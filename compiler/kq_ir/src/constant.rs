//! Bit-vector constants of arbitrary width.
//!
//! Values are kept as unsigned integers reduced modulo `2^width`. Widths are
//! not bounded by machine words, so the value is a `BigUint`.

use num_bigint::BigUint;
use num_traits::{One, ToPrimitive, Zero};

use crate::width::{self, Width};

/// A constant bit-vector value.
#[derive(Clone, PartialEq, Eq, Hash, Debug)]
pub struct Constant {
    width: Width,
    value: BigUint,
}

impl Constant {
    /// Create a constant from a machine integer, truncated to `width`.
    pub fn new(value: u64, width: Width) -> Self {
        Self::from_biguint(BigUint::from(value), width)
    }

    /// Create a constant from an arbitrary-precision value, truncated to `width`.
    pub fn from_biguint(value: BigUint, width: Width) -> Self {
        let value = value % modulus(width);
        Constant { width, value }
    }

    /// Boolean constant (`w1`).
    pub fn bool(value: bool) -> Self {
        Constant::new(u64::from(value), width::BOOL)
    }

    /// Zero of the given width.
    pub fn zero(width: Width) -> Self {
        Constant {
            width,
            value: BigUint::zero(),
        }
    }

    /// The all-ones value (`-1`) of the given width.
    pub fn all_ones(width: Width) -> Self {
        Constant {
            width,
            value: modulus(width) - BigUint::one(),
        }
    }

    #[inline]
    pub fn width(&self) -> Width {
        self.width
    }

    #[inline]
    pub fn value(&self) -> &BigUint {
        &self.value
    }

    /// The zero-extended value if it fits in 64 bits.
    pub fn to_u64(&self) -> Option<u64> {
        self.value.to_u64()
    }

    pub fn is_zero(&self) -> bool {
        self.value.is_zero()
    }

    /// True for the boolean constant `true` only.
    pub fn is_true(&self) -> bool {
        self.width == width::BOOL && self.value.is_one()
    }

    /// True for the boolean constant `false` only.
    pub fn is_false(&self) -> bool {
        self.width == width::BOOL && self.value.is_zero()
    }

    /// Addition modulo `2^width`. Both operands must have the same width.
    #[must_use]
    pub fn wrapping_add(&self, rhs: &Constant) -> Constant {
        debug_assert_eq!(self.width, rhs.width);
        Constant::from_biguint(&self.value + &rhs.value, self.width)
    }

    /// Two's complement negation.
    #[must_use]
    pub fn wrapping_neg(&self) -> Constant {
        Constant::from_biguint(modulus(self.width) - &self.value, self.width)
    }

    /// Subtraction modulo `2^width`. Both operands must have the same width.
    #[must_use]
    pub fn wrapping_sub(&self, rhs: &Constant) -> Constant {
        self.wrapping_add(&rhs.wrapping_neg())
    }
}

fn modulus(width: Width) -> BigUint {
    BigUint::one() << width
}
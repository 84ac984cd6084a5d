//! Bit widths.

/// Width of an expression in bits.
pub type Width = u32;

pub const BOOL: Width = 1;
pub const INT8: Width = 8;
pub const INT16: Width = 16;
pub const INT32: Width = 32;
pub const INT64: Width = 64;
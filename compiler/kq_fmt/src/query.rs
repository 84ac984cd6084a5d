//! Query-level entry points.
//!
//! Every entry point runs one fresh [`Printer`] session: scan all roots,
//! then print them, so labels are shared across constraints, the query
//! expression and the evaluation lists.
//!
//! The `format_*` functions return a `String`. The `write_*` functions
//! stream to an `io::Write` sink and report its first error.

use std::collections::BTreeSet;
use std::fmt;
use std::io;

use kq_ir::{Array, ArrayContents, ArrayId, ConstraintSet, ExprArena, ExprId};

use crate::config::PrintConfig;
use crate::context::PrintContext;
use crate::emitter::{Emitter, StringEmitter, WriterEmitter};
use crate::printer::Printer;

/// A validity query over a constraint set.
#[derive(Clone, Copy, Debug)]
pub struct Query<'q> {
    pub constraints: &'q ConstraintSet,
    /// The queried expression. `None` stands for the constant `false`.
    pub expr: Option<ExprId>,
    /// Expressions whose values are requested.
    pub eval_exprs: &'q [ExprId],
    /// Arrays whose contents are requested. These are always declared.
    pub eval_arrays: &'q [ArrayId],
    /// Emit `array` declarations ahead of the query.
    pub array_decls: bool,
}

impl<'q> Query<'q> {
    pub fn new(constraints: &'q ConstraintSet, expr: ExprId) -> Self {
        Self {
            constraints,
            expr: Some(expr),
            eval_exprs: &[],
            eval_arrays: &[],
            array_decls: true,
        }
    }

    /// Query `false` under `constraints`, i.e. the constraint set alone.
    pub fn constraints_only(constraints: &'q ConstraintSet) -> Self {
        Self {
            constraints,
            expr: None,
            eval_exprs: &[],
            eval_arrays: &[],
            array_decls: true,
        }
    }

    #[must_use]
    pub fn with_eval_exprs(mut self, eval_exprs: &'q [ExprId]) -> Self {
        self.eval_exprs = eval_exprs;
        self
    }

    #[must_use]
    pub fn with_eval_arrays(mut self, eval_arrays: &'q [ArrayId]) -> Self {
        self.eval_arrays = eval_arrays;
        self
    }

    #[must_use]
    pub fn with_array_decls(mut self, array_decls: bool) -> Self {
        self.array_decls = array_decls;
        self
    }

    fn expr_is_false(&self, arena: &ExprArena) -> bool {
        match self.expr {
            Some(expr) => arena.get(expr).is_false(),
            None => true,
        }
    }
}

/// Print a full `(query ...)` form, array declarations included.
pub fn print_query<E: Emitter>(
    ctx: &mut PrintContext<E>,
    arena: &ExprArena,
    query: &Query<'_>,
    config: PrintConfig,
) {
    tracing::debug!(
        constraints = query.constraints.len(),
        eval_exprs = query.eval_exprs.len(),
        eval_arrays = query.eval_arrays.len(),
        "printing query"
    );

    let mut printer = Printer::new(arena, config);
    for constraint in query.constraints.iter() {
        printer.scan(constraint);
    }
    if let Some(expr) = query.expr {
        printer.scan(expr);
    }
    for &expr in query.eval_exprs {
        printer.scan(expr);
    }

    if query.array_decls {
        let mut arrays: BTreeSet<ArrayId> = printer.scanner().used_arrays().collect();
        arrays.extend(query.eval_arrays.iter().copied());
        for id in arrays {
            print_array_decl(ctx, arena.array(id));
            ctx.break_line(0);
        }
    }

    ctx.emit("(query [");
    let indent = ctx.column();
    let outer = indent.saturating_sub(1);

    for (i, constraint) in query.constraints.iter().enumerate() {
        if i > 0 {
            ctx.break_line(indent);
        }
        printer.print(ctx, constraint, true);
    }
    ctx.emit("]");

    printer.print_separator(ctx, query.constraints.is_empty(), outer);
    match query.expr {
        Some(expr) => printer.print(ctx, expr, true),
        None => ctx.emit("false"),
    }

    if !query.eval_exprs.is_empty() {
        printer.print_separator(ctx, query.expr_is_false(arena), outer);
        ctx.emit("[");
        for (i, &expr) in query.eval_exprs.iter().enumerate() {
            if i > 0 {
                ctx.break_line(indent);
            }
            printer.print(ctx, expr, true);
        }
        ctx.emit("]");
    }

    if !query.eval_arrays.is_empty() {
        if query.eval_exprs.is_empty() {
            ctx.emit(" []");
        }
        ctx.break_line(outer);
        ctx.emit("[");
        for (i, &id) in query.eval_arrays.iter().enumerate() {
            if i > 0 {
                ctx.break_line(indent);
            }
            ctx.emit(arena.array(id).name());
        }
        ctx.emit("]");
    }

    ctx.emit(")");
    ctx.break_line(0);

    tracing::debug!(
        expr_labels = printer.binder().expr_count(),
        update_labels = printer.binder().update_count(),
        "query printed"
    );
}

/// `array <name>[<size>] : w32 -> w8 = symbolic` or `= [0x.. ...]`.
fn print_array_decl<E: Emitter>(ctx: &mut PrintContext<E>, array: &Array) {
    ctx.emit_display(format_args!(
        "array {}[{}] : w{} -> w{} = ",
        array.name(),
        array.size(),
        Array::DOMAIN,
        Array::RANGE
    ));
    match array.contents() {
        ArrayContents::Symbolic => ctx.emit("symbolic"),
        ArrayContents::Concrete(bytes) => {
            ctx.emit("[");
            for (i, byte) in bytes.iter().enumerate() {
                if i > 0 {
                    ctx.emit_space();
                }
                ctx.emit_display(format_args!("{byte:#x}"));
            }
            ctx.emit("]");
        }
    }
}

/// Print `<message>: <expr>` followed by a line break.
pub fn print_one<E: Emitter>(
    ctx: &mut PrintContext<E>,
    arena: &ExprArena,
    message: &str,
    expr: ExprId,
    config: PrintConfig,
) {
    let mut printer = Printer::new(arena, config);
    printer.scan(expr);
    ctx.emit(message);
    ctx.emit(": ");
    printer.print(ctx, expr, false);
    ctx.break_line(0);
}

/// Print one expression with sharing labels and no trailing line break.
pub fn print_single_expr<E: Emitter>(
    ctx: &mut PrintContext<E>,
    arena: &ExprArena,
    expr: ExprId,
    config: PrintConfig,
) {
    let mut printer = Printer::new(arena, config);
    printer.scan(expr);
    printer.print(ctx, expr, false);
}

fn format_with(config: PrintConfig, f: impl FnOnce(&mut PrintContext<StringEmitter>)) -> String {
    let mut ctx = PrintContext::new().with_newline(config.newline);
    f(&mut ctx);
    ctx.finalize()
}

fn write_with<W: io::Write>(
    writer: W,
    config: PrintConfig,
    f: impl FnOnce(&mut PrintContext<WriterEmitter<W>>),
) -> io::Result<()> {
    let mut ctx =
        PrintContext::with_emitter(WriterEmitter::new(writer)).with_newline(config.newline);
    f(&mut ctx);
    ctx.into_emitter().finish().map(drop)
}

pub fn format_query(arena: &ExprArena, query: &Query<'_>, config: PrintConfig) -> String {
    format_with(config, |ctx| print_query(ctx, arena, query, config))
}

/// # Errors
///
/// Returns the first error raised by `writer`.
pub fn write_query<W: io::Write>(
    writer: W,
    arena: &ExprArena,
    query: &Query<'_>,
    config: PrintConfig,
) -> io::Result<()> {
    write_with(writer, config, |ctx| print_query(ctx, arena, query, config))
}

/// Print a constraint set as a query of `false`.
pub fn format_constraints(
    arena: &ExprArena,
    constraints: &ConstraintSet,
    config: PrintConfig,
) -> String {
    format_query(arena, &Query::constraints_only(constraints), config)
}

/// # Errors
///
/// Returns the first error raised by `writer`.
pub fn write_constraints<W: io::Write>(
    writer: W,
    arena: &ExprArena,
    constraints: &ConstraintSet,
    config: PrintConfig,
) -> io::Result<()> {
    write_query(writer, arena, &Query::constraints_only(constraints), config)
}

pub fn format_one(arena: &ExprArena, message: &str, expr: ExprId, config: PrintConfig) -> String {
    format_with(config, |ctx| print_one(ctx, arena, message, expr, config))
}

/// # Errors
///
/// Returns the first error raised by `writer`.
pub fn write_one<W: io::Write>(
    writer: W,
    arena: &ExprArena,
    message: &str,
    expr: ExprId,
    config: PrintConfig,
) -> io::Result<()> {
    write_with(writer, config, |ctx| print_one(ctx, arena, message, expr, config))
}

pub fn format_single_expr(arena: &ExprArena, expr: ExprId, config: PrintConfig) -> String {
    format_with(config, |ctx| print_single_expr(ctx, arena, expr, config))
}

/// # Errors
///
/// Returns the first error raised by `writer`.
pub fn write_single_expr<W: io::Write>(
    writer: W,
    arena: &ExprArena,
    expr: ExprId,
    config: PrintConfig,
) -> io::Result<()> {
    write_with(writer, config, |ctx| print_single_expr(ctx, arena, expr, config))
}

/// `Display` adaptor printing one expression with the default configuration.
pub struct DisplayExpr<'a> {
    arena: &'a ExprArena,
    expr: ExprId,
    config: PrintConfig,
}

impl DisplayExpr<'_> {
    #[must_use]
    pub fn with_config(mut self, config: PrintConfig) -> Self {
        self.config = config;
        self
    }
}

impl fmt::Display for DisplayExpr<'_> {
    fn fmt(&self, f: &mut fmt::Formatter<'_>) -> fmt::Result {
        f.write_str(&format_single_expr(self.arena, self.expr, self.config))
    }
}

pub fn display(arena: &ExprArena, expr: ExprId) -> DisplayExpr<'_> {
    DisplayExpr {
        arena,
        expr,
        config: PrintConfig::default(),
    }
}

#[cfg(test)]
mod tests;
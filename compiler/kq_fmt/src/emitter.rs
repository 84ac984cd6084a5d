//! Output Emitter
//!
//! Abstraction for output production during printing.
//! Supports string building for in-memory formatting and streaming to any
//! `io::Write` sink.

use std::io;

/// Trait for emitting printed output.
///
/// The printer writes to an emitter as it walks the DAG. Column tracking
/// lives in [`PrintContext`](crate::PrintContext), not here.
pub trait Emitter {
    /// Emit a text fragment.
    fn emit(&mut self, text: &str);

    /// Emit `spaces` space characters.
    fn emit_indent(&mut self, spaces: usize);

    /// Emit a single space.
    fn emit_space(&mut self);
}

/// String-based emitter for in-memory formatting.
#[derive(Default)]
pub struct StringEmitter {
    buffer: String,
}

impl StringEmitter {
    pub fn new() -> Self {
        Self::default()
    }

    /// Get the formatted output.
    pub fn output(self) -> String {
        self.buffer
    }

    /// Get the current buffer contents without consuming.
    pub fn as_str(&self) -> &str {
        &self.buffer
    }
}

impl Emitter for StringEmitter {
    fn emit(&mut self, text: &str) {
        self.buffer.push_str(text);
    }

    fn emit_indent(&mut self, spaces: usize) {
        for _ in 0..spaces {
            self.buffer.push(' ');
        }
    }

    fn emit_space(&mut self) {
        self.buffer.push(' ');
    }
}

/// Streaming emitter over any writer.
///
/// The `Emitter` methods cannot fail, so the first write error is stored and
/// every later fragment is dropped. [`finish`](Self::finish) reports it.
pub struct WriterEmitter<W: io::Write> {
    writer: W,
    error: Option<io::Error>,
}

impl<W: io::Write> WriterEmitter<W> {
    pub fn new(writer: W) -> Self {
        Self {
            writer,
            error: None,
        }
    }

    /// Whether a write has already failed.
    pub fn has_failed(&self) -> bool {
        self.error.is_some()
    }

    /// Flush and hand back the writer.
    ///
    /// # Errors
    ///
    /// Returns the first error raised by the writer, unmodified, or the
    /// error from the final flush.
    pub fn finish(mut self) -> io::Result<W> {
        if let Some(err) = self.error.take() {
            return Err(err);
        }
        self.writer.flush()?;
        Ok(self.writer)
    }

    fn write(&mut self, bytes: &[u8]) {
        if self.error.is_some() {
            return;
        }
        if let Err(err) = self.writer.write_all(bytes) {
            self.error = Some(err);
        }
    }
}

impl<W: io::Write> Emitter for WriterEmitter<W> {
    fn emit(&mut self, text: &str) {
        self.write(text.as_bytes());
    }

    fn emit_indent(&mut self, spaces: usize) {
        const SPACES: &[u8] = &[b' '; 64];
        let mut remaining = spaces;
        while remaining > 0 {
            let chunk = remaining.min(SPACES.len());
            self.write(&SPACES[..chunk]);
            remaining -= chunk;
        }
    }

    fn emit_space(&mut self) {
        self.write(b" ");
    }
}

> **TASK DETAILS**:
Nothing but a number belongs in the answer: the number of lines above that contain "machine".

> **PROBLEM SOLUTION**:
2